Stored items from a collection
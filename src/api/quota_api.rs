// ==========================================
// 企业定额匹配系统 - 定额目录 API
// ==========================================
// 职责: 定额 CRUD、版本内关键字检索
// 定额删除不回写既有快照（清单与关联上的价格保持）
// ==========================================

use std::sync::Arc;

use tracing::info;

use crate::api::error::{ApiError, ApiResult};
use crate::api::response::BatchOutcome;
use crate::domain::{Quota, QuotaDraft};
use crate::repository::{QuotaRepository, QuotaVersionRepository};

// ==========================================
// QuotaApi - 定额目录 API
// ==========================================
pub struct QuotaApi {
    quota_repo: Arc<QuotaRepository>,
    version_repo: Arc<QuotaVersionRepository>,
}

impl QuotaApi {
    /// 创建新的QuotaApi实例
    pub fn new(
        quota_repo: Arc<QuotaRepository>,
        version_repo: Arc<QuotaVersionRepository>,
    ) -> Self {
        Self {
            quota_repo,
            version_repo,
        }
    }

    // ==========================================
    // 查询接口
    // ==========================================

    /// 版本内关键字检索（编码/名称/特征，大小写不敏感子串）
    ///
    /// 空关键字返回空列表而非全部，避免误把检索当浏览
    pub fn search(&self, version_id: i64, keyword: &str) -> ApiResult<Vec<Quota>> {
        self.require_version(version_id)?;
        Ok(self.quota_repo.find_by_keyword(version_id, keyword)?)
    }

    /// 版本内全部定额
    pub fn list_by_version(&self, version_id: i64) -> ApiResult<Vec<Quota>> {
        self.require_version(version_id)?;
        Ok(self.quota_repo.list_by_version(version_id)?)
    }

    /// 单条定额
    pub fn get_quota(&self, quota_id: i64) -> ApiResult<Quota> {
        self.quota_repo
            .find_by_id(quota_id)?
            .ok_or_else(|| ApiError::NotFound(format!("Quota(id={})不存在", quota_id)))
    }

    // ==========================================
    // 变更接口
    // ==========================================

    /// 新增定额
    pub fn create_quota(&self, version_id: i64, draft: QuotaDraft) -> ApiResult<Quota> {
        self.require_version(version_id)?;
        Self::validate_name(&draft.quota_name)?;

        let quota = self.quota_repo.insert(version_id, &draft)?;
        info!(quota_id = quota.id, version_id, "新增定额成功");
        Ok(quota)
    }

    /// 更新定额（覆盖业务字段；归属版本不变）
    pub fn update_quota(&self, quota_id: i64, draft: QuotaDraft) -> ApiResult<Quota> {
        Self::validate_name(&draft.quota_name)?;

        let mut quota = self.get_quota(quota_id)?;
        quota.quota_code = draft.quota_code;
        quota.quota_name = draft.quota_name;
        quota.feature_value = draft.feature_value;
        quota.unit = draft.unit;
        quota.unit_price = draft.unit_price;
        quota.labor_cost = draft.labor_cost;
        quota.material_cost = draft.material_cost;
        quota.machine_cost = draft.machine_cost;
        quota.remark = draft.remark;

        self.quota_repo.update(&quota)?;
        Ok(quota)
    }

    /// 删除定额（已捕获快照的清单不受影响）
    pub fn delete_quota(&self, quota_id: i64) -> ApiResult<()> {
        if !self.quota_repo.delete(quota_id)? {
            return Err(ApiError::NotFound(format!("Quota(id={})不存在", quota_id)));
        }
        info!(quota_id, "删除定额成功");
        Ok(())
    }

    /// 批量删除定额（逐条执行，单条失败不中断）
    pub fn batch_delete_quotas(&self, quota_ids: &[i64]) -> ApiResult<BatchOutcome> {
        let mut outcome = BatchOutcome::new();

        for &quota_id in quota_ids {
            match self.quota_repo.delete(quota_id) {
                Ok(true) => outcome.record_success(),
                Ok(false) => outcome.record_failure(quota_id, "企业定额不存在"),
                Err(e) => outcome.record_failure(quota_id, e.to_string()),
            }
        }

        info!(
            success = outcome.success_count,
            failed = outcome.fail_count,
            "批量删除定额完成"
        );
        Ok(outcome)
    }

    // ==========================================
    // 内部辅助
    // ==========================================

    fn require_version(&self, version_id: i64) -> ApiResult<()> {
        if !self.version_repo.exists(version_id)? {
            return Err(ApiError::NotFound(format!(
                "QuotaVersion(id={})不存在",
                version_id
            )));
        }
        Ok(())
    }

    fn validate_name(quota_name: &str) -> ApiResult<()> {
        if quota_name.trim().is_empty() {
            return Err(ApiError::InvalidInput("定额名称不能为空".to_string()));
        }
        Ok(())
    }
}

What is required: Ascertain the number of lines in the entries that include the word "ApiResult", and report only that number.

Solution: 10